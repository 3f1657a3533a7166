//! Tests for the Phone Assistant intent handlers

use phone_assistant::{
    phone_assistant, Directory, DirectoryLookupHandler, Intent, IntentHandler, Response, Session,
};

fn session() -> Session {
    Session::fresh("session-1")
}

#[test]
fn test_extension_lookup_known_name() {
    // Setup
    let skill = phone_assistant();
    let intent = Intent::new("AssistantIntent").with_slot("Person", "Bob");

    // Execute
    let response = skill.dispatch(&intent, &session());

    // Verify
    assert!(response.ends_session());
    assert_eq!(
        response.speech().text(),
        "Bob's extension number is 4 5 2 1."
    );
    let card = response.card().expect("hit should carry a card");
    assert_eq!(card.title, "Extension number for bob");
    assert_eq!(card.content, "Bob's extension number is 4 5 2 1.");
}

#[test]
fn test_lookup_key_matches_regardless_of_spoken_case() {
    let skill = phone_assistant();
    let session = session();

    for spoken in ["alice", "Alice", "ALICE"] {
        let intent = Intent::new("AssistantIntent").with_slot("Person", spoken);
        let response = skill.dispatch(&intent, &session);
        assert!(response.ends_session(), "{spoken} should resolve");
        assert_eq!(
            response.speech().text(),
            "Alice's extension number is 4 5 0 9."
        );
    }
}

#[test]
fn test_cell_lookup_unknown_name() {
    // Setup
    let skill = phone_assistant();
    let intent = Intent::new("CellPhoneIntent").with_slot("Person", "Zed");

    // Execute
    let response = skill.dispatch(&intent, &session());

    // Verify: the unknown name is spoken back lowercased, session stays open
    assert!(!response.ends_session());
    assert_eq!(
        response.speech().text(),
        "I'm sorry, I currently do not know the cell number for zed. What else can I help with?"
    );
    assert_eq!(
        response.reprompt().map(|r| r.text()),
        Some("What else can I help with?")
    );
    assert!(response.card().is_none());
}

#[test]
fn test_lookup_without_a_name_is_generic() {
    let skill = phone_assistant();
    let session = session();
    let generic = "I'm sorry, I currently do not know that stock price. What else can I help with?";

    // Slot absent, slot unfilled, and slot empty all take the same branch
    for intent in [
        Intent::new("StockIntent"),
        Intent::new("StockIntent").with_empty_slot("Company"),
        Intent::new("StockIntent").with_slot("Company", ""),
    ] {
        let response = skill.dispatch(&intent, &session);
        assert!(!response.ends_session());
        assert_eq!(response.speech().text(), generic);
    }
}

#[test]
fn test_stock_lookup_known_company() {
    let skill = phone_assistant();
    let intent = Intent::new("StockIntent").with_slot("Company", "Amazon");

    let response = skill.dispatch(&intent, &session());

    assert!(response.ends_session());
    assert_eq!(response.speech().text(), "Amazon is trading at 187 dollars.");
    let card = response.card().expect("hit should carry a card");
    assert_eq!(card.title, "Stock price for amazon");
}

#[test]
fn test_custom_directory_handler() {
    // Setup: a one-entry table behind a fresh handler
    let directory = Directory::new("extension number", "Extension number").with_entry("bob", "x123");
    let handler = DirectoryLookupHandler::new(directory, "Person");
    let intent = Intent::new("AssistantIntent").with_slot("Person", "Bob");

    // Execute
    let response = handler.handle(&intent, &session());

    // Verify
    assert!(response.ends_session());
    let card = response.card().expect("hit should carry a card");
    assert_eq!(card.title, "Extension number for bob");
    assert_eq!(card.content, "x123");
}

#[test]
fn test_joke_intents_speak_their_fixed_lines() {
    let skill = phone_assistant();
    let session = session();

    let expected = [
        ("JokeNewYearIntent", "Shin Nian Kwai Le. Hong Bao Na Lai "),
        ("JokeSoftwareIntent", "The one who must not be named. You know who"),
        ("JokeSingIntent", "Trust me. You would not like it"),
        ("JokeCoffeeIntent", "Sold out. Come early next time. "),
        ("JokeAlphaIntent", "Well, the one you are speaking to."),
    ];

    for (name, line) in expected {
        // Fixed replies ignore whatever slots arrive with the intent
        let intent = Intent::new(name).with_slot("Person", "Bob");
        let response = skill.dispatch(&intent, &session);
        assert_eq!(response, Response::tell(line), "wrong line for {name}");
    }
}

#[test]
fn test_help_intent_keeps_session_open() {
    let skill = phone_assistant();

    let response = skill.dispatch(&Intent::new("AMAZON.HelpIntent"), &session());

    assert!(!response.ends_session());
    assert_eq!(
        response.speech().text(),
        "You can ask questions about Phone Assistant such as,  what is the extension number for someone? what can I help you with?"
    );
    assert_eq!(
        response.reprompt().map(|r| r.text()),
        Some("You can say things like,  what is the extension number for someone, what can I help you with?")
    );
}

···

» **PROBLEM STATEMENT**
Working through the entries line by line, count those containing "expected" and report only the number.

» **ANSWER SPACE**
2